Exercise brief » The response must consist of the lines below from the one with "filename crates/bilirank-cli/src/tasks.rs" through the one with "use sqlx::PgPool;", exactly as they appear and with both ends kept.

☆ ☆ ☆

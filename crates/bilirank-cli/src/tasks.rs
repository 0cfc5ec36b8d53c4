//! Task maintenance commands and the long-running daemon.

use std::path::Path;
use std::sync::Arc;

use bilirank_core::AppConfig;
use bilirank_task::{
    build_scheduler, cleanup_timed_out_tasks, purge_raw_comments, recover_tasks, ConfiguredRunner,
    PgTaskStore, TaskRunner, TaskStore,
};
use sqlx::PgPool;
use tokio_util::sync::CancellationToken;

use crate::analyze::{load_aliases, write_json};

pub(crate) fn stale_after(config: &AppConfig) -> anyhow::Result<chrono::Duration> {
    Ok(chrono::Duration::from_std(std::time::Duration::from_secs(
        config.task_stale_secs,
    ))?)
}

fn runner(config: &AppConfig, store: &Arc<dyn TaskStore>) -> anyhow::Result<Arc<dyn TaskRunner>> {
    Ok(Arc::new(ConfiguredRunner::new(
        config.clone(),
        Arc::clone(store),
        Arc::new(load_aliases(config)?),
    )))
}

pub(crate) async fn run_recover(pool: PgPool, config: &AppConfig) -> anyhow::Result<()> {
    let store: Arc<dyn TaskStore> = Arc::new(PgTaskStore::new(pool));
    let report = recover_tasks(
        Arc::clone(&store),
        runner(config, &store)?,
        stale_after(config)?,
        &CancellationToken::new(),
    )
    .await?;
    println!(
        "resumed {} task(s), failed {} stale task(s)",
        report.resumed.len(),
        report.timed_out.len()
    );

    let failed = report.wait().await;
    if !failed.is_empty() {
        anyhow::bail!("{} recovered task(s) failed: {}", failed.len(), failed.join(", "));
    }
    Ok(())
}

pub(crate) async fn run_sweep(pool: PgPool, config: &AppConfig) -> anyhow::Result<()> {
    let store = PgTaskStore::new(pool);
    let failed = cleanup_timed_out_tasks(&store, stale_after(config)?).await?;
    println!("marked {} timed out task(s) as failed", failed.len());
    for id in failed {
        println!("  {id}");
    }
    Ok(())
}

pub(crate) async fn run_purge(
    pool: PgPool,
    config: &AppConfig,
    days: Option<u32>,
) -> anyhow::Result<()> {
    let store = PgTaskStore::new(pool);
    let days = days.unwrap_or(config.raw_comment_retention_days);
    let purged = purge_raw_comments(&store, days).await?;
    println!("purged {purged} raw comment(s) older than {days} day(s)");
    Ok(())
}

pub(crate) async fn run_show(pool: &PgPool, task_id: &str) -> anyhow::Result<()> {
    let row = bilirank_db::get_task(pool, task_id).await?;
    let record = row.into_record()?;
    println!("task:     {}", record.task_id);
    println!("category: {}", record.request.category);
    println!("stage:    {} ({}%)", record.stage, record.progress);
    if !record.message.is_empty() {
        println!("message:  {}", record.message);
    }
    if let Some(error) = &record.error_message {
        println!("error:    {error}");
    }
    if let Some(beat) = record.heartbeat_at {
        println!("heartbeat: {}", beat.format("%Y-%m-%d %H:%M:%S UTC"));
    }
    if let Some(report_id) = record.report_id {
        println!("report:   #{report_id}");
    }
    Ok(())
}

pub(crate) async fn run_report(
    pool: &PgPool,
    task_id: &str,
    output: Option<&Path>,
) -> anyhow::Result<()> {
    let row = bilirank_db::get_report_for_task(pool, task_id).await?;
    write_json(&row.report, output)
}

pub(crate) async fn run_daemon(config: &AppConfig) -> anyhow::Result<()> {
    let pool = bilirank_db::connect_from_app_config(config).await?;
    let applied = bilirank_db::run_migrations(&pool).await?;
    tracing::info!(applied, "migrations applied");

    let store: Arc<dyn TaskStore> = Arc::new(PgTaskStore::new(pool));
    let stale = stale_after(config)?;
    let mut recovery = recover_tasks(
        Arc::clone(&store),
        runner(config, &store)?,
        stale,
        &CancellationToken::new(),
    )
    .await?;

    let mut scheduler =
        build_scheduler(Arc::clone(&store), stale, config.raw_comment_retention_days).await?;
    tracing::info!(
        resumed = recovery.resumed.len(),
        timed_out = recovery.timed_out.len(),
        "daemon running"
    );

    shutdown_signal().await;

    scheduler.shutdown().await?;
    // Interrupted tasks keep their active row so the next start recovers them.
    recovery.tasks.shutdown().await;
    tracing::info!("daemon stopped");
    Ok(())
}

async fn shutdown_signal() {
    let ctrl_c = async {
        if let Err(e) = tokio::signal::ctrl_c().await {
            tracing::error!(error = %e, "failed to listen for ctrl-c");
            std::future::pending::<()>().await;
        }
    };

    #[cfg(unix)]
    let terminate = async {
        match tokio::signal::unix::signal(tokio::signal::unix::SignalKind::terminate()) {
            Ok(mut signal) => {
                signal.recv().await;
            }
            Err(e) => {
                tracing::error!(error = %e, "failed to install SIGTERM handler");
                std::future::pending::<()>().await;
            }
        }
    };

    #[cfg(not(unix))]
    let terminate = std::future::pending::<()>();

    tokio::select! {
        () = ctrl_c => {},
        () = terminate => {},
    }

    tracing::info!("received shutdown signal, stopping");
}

☆ ☆ ☆

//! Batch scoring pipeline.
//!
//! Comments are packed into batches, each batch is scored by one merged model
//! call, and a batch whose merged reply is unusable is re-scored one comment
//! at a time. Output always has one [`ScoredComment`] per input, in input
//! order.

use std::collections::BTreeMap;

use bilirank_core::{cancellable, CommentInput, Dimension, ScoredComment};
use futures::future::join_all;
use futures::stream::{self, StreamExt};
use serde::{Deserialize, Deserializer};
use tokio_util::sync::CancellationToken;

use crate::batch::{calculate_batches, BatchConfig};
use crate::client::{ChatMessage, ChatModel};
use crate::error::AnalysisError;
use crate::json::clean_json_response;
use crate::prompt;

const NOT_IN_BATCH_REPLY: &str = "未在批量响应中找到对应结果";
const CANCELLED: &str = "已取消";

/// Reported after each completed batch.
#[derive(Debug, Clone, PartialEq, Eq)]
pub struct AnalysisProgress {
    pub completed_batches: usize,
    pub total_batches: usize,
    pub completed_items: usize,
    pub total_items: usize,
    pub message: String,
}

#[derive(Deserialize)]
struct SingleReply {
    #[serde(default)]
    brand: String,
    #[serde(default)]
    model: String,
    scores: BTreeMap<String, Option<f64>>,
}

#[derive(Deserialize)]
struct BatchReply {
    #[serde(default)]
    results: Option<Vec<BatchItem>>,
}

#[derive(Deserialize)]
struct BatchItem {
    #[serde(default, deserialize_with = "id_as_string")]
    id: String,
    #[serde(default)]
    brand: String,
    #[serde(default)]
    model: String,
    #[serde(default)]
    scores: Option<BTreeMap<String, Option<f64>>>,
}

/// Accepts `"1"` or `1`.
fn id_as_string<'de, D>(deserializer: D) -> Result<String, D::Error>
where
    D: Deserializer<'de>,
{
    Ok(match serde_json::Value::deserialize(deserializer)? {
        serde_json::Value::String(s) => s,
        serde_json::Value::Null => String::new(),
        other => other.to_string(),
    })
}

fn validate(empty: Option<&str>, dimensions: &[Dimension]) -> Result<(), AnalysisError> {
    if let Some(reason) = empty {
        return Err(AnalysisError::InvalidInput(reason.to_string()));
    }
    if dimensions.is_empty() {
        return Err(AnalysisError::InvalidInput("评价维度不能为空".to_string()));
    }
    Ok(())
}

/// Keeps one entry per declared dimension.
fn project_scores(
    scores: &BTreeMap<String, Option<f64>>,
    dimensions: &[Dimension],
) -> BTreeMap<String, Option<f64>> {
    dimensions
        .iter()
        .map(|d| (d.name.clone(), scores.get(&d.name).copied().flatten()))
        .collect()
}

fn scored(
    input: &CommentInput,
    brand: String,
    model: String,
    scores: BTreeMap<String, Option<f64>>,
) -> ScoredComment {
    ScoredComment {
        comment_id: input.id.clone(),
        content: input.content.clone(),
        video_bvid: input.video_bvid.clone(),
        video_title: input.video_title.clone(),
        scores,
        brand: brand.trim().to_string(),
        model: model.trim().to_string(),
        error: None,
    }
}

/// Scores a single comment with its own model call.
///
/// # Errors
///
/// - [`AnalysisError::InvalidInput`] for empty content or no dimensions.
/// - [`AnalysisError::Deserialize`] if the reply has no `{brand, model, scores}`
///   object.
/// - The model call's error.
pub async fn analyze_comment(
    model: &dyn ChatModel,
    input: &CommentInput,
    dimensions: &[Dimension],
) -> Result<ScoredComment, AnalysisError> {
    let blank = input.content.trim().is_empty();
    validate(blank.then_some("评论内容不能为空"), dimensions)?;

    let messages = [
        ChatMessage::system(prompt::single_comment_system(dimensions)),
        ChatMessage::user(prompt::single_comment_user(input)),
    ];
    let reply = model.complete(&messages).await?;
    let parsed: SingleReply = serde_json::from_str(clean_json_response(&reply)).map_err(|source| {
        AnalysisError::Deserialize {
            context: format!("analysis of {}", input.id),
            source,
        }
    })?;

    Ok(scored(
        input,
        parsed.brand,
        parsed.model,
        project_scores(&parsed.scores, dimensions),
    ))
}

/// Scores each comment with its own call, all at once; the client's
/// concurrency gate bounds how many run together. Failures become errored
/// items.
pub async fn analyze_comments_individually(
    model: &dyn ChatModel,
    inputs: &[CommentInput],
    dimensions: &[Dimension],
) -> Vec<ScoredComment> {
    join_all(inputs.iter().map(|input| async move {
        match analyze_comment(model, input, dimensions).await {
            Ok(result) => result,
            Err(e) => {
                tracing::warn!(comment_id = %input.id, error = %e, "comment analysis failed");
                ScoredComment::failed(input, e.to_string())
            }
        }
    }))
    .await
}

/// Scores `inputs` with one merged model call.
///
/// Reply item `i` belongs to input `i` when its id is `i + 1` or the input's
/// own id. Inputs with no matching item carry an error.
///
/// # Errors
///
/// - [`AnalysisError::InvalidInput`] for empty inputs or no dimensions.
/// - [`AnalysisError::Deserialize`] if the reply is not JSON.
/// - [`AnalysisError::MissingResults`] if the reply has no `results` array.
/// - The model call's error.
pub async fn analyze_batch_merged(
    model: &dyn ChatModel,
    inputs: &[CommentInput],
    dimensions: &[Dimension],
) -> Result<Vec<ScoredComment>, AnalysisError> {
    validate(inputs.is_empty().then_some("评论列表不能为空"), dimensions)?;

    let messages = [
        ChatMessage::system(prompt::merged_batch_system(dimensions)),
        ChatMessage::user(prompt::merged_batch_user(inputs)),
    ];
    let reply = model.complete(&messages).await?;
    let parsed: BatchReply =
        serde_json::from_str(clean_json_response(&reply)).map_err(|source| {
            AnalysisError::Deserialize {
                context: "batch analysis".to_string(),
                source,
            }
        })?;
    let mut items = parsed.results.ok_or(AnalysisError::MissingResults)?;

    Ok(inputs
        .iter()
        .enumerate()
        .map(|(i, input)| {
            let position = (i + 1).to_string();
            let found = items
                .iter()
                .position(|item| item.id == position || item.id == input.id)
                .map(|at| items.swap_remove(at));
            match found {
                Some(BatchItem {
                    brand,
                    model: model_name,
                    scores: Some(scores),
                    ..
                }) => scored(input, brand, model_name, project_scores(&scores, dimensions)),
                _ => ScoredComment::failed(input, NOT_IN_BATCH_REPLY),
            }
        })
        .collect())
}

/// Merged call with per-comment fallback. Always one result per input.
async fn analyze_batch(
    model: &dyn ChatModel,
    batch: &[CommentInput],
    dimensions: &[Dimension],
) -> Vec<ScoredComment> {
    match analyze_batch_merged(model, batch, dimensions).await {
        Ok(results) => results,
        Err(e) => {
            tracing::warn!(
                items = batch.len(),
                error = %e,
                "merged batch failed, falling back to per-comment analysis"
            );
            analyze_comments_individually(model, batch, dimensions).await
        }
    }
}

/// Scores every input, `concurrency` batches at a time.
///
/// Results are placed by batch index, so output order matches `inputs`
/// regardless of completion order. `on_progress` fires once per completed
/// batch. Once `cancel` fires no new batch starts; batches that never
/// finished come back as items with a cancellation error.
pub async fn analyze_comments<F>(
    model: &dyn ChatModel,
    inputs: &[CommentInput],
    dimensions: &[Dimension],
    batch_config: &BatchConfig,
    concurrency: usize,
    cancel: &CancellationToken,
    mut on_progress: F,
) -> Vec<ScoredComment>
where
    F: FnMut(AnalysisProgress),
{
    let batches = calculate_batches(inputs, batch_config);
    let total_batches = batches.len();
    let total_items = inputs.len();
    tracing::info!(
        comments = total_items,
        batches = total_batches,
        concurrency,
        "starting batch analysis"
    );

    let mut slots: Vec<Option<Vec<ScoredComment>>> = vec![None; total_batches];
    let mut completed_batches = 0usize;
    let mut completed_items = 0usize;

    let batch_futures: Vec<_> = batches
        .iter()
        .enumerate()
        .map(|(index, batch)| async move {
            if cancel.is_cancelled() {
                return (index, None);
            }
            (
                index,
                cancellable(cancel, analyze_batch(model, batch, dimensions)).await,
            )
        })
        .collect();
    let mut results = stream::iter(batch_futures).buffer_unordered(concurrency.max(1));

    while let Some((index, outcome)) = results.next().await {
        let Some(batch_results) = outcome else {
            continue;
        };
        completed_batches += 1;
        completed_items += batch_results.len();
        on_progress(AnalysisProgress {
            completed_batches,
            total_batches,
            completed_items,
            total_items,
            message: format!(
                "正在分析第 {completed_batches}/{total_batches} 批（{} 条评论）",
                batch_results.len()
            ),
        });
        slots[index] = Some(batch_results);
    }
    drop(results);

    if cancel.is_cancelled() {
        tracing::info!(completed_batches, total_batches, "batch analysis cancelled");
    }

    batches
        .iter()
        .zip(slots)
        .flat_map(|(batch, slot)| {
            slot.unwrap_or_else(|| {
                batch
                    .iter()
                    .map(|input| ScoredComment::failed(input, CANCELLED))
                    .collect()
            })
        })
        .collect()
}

☆ ☆ ☆

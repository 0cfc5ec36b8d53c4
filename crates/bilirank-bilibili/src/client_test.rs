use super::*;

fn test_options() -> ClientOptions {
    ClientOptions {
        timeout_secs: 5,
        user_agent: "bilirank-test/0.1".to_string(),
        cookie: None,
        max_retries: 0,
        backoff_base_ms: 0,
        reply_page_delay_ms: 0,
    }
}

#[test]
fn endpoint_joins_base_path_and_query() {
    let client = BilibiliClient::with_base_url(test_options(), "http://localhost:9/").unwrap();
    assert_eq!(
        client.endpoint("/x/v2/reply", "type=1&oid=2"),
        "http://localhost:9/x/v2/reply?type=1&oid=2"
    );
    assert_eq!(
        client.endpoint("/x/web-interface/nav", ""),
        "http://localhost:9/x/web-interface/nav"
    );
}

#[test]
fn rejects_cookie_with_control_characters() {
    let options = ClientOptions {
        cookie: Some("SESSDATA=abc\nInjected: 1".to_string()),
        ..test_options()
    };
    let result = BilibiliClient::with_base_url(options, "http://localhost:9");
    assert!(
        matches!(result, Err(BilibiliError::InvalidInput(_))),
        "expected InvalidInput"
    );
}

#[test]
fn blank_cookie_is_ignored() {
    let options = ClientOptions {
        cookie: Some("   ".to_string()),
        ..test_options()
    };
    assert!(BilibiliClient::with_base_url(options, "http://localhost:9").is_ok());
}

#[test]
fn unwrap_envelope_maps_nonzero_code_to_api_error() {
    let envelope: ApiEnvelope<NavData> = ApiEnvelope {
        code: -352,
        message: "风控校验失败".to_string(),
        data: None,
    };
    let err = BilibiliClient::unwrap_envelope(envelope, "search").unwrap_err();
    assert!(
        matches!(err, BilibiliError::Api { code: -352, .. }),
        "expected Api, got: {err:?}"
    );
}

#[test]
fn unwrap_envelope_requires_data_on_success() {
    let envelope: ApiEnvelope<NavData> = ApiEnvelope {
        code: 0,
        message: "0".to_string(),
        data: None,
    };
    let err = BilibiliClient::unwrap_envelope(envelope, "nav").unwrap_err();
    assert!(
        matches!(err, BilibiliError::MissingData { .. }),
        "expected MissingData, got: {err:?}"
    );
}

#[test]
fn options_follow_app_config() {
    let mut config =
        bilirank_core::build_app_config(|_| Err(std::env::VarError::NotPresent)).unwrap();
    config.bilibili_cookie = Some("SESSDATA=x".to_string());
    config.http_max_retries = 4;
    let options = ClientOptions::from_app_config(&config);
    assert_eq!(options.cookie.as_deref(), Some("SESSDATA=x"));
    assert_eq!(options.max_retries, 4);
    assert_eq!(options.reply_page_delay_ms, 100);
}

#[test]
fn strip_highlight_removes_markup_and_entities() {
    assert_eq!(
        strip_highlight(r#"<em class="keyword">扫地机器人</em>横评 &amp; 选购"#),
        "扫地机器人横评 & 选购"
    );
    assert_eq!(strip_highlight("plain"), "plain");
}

☆ ☆ ☆

Exercise result »
filename crates/bilirank-cli/src/tasks.rs
repository 0cfc5ec36b8d53c4
//! Task maintenance commands and the long-running daemon.

use std::path::Path;
use std::sync::Arc;

use bilirank_core::AppConfig;
use bilirank_task::{
    build_scheduler, cleanup_timed_out_tasks, purge_raw_comments, recover_tasks, ConfiguredRunner,
    PgTaskStore, TaskRunner, TaskStore,
};
use sqlx::PgPool;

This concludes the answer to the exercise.